*** Opening of Information given ***

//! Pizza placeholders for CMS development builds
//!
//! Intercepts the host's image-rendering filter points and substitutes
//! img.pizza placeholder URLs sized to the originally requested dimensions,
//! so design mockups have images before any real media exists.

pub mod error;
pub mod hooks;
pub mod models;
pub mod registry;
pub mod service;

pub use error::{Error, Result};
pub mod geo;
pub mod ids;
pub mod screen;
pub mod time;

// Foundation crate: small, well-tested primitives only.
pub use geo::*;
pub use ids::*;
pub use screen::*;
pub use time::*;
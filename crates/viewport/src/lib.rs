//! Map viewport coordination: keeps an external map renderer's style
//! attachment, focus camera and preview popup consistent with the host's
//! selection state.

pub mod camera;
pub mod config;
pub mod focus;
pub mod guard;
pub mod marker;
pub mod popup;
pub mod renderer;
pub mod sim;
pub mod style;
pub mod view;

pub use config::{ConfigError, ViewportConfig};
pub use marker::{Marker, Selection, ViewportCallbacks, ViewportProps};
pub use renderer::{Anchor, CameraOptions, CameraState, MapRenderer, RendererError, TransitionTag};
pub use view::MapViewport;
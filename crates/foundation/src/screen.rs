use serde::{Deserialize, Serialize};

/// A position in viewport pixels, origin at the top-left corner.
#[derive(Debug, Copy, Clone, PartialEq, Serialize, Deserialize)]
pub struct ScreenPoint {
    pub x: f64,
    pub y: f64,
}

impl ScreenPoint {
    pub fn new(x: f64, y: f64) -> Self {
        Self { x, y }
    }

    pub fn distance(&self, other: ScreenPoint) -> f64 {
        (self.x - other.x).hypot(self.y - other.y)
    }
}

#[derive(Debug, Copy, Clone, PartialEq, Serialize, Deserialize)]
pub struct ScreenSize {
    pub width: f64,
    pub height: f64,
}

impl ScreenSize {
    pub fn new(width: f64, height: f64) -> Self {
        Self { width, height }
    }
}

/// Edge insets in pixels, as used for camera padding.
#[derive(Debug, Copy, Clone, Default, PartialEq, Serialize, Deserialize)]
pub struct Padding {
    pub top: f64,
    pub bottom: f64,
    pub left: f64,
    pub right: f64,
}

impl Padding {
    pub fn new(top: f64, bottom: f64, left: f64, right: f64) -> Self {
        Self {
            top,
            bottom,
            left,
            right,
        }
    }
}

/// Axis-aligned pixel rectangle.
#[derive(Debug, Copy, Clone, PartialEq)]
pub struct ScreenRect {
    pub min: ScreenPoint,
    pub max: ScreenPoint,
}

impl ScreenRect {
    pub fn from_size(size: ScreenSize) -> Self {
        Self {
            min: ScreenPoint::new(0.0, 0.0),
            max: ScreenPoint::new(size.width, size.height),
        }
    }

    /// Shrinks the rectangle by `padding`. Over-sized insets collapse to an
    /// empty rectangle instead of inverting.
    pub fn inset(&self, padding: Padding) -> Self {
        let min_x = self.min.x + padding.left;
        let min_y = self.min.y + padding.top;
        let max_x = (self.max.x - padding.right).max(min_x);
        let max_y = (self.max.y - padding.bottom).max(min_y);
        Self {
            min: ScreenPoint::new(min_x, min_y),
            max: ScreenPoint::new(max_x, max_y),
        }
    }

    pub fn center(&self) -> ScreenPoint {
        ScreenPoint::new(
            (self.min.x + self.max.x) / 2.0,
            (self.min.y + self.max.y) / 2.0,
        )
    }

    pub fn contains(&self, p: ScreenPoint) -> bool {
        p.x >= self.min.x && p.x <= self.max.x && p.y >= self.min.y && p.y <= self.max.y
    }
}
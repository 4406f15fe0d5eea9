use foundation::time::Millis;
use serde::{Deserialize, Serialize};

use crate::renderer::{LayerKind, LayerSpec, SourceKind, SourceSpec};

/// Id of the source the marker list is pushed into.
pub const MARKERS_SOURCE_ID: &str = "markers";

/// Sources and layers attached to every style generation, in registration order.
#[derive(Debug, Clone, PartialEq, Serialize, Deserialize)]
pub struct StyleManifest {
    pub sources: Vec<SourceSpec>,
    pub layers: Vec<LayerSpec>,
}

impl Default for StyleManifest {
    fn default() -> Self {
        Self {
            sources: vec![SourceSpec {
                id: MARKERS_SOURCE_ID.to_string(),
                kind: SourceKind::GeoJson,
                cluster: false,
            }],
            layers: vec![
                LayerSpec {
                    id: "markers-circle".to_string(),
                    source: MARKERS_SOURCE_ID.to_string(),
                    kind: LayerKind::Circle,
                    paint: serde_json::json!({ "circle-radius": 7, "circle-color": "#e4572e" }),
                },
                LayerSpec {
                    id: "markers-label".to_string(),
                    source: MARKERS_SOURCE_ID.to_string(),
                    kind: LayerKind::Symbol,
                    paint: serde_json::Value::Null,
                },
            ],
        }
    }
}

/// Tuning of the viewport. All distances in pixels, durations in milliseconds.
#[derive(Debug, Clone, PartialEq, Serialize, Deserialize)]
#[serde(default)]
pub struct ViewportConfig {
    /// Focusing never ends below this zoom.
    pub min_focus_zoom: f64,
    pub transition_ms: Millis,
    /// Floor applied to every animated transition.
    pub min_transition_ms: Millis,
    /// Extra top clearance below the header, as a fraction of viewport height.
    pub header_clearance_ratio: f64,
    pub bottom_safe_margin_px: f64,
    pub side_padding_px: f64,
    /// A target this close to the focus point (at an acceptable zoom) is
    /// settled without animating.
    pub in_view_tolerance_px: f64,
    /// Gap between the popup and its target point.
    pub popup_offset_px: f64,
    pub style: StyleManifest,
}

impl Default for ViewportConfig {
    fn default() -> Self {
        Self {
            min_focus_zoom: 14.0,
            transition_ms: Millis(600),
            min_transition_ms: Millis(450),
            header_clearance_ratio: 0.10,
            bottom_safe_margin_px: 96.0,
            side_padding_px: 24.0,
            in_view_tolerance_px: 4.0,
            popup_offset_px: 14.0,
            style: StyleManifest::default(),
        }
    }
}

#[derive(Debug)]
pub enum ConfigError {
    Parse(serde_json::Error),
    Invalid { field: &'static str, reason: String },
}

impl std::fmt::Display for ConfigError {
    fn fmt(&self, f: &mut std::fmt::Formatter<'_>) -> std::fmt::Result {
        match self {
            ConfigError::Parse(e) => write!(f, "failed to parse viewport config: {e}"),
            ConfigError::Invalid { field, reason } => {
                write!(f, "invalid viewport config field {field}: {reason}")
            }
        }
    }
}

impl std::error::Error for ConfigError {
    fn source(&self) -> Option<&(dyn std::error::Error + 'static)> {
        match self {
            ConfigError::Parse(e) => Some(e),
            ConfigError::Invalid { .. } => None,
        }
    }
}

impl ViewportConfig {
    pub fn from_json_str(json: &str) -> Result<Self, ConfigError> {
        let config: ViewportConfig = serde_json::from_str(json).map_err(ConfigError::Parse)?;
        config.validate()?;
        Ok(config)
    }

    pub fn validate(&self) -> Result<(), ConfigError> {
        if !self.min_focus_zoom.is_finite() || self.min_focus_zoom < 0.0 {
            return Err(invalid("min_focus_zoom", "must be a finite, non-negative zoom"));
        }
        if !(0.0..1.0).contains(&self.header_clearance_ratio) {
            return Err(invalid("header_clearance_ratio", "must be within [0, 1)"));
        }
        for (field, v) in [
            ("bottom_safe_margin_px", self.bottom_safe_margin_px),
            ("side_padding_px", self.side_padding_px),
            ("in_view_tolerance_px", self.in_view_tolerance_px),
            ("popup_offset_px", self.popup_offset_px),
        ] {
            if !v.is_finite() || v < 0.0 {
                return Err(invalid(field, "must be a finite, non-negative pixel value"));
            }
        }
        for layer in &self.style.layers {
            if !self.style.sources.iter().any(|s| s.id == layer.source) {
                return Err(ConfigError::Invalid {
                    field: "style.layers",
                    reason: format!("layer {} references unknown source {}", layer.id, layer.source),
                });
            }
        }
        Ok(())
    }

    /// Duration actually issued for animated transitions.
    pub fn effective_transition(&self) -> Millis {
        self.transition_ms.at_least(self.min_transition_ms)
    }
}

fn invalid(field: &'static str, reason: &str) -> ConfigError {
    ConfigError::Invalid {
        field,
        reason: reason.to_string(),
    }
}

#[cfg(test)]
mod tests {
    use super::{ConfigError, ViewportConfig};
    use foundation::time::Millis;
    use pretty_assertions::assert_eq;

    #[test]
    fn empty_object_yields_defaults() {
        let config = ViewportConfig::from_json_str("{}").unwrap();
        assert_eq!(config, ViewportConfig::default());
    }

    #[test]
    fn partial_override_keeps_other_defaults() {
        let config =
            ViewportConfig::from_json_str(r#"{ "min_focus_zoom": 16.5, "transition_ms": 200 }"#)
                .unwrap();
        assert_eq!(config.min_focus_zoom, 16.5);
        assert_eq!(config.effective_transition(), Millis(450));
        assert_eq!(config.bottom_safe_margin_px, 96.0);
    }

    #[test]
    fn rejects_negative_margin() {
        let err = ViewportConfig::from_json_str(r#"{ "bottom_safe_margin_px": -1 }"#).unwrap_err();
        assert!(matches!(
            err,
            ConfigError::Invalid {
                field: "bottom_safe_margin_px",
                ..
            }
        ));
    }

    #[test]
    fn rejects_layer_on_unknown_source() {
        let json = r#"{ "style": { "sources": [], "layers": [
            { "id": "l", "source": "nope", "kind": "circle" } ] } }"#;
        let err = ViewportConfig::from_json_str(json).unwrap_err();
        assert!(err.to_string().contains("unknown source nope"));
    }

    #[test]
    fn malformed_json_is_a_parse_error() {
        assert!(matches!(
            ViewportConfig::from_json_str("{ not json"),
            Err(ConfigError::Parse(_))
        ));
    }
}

*** Close of Information given ***
*** Opening of Information given ***

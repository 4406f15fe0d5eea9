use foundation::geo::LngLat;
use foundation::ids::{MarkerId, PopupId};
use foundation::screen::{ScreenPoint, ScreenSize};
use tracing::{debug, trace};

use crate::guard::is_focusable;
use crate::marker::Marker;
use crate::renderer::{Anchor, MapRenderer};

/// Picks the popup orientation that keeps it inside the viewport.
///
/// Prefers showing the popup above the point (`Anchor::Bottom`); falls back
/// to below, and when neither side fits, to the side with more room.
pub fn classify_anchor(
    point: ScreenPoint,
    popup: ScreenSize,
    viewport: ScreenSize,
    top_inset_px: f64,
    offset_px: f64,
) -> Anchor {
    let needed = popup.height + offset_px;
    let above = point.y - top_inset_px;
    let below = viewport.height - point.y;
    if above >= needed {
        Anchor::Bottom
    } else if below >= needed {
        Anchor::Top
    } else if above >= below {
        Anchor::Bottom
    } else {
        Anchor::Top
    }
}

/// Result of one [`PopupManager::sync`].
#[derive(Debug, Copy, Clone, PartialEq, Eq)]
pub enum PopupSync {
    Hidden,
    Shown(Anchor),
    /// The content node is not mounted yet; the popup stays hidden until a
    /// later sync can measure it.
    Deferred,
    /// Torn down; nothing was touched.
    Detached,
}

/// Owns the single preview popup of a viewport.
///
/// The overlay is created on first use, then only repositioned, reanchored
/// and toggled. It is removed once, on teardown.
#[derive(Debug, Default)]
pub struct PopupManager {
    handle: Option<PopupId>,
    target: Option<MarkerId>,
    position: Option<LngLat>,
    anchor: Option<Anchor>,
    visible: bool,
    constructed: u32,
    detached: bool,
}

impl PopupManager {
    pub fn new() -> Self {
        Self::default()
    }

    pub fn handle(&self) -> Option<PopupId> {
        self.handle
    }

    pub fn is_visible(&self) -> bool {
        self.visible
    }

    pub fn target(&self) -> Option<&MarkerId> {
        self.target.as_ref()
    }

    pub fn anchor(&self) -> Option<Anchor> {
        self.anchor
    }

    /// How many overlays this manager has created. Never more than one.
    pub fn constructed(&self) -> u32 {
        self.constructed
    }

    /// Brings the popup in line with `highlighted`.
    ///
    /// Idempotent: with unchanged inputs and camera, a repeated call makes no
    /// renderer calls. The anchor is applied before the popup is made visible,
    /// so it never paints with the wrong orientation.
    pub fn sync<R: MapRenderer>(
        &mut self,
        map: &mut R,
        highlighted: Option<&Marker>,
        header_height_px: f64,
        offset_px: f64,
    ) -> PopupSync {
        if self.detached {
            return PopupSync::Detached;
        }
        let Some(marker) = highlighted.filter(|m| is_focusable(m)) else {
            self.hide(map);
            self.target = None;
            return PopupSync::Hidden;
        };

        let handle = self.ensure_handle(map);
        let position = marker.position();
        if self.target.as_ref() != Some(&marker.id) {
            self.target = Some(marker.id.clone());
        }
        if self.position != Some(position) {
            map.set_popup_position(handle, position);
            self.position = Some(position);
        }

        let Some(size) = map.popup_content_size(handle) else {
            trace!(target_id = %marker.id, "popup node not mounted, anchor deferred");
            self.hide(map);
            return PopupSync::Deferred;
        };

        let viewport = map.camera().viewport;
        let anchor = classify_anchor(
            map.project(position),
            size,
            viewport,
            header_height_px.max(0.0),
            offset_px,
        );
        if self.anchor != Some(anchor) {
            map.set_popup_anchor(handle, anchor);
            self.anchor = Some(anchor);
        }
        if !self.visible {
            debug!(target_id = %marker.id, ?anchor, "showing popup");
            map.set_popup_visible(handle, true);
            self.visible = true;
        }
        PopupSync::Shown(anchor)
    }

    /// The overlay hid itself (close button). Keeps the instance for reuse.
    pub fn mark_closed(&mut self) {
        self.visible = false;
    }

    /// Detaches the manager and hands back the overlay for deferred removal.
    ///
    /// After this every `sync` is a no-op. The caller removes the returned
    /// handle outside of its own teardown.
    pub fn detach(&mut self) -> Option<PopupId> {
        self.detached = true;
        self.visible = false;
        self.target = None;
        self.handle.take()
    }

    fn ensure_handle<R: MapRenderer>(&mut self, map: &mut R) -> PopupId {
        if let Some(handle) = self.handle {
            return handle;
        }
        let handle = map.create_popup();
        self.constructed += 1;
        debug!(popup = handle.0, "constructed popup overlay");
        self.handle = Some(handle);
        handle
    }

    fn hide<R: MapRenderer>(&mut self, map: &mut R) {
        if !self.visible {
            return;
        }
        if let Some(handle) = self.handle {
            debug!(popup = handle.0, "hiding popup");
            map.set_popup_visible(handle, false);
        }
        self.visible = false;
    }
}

*** Close of Information given ***
*** Opening of Information given ***

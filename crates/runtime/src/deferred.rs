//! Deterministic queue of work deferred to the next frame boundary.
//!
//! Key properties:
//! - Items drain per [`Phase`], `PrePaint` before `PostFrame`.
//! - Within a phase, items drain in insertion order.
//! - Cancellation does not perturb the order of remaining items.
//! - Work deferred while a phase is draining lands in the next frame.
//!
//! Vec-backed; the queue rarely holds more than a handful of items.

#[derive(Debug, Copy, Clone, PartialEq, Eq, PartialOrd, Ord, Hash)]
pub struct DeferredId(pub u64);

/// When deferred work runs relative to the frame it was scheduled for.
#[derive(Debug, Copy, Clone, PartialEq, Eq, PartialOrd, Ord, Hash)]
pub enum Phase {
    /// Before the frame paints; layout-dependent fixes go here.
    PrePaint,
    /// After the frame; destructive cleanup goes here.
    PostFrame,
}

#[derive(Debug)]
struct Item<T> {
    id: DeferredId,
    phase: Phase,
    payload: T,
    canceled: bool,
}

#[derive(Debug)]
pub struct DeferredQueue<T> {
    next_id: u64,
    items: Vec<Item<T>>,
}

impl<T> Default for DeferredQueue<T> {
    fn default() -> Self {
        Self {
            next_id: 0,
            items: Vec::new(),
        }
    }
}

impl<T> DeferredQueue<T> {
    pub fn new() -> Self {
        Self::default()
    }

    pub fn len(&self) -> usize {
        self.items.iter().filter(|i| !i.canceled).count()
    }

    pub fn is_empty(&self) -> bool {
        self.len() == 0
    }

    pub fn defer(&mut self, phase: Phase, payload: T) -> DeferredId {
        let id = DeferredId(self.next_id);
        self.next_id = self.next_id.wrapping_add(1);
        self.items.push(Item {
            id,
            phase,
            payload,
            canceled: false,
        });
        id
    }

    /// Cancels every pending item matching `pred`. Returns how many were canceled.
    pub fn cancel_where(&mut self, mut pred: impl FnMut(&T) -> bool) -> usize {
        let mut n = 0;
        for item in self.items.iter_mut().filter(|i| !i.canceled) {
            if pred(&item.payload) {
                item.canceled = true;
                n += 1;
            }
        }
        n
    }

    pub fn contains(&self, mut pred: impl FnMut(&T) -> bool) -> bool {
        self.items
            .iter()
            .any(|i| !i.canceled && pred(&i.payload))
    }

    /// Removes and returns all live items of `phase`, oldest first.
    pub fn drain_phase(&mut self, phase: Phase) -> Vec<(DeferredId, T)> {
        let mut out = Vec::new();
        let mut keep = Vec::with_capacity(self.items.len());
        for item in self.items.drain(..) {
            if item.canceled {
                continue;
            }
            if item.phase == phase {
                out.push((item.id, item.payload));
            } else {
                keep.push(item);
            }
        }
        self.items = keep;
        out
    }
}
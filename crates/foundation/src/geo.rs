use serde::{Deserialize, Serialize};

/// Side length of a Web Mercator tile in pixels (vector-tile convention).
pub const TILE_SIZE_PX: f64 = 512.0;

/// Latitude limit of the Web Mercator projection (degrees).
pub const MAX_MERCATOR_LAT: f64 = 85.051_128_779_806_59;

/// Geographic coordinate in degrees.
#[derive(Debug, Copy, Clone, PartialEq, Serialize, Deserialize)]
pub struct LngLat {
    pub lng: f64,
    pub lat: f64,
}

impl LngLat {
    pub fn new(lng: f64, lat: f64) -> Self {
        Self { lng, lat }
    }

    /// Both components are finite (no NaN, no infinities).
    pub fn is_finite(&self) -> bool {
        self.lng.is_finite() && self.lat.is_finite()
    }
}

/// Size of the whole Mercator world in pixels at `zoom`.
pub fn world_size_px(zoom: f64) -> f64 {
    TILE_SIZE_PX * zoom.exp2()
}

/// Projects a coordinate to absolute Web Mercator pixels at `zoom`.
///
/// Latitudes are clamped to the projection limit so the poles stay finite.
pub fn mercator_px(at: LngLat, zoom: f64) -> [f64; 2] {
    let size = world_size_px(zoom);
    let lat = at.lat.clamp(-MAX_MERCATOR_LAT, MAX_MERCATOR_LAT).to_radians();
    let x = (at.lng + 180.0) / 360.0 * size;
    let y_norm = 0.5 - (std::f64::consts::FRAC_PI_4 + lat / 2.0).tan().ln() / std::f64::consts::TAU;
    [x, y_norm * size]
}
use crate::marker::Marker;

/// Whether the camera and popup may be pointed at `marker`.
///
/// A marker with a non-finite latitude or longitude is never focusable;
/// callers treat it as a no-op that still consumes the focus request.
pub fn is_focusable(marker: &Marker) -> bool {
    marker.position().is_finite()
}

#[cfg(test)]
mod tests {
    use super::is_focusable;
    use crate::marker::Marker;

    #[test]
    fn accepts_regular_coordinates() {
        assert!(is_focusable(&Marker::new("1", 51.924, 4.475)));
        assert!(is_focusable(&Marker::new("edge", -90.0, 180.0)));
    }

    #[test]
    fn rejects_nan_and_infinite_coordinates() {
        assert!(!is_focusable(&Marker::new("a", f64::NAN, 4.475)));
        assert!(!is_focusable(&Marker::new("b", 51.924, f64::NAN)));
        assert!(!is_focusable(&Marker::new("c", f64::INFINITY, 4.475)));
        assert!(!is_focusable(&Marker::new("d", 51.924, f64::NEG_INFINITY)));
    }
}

*** Close of Information given ***

* Requirement:
Every line above that holds the word "canceled" is to be found and copied.

* Result of this exercise:
    canceled: bool,
        self.items.iter().filter(|i| !i.canceled).count()
            canceled: false,
    /// Cancels every pending item matching `pred`. Returns how many were canceled.
        for item in self.items.iter_mut().filter(|i| !i.canceled) {
                item.canceled = true;
            .any(|i| !i.canceled && pred(&i.payload))
            if item.canceled {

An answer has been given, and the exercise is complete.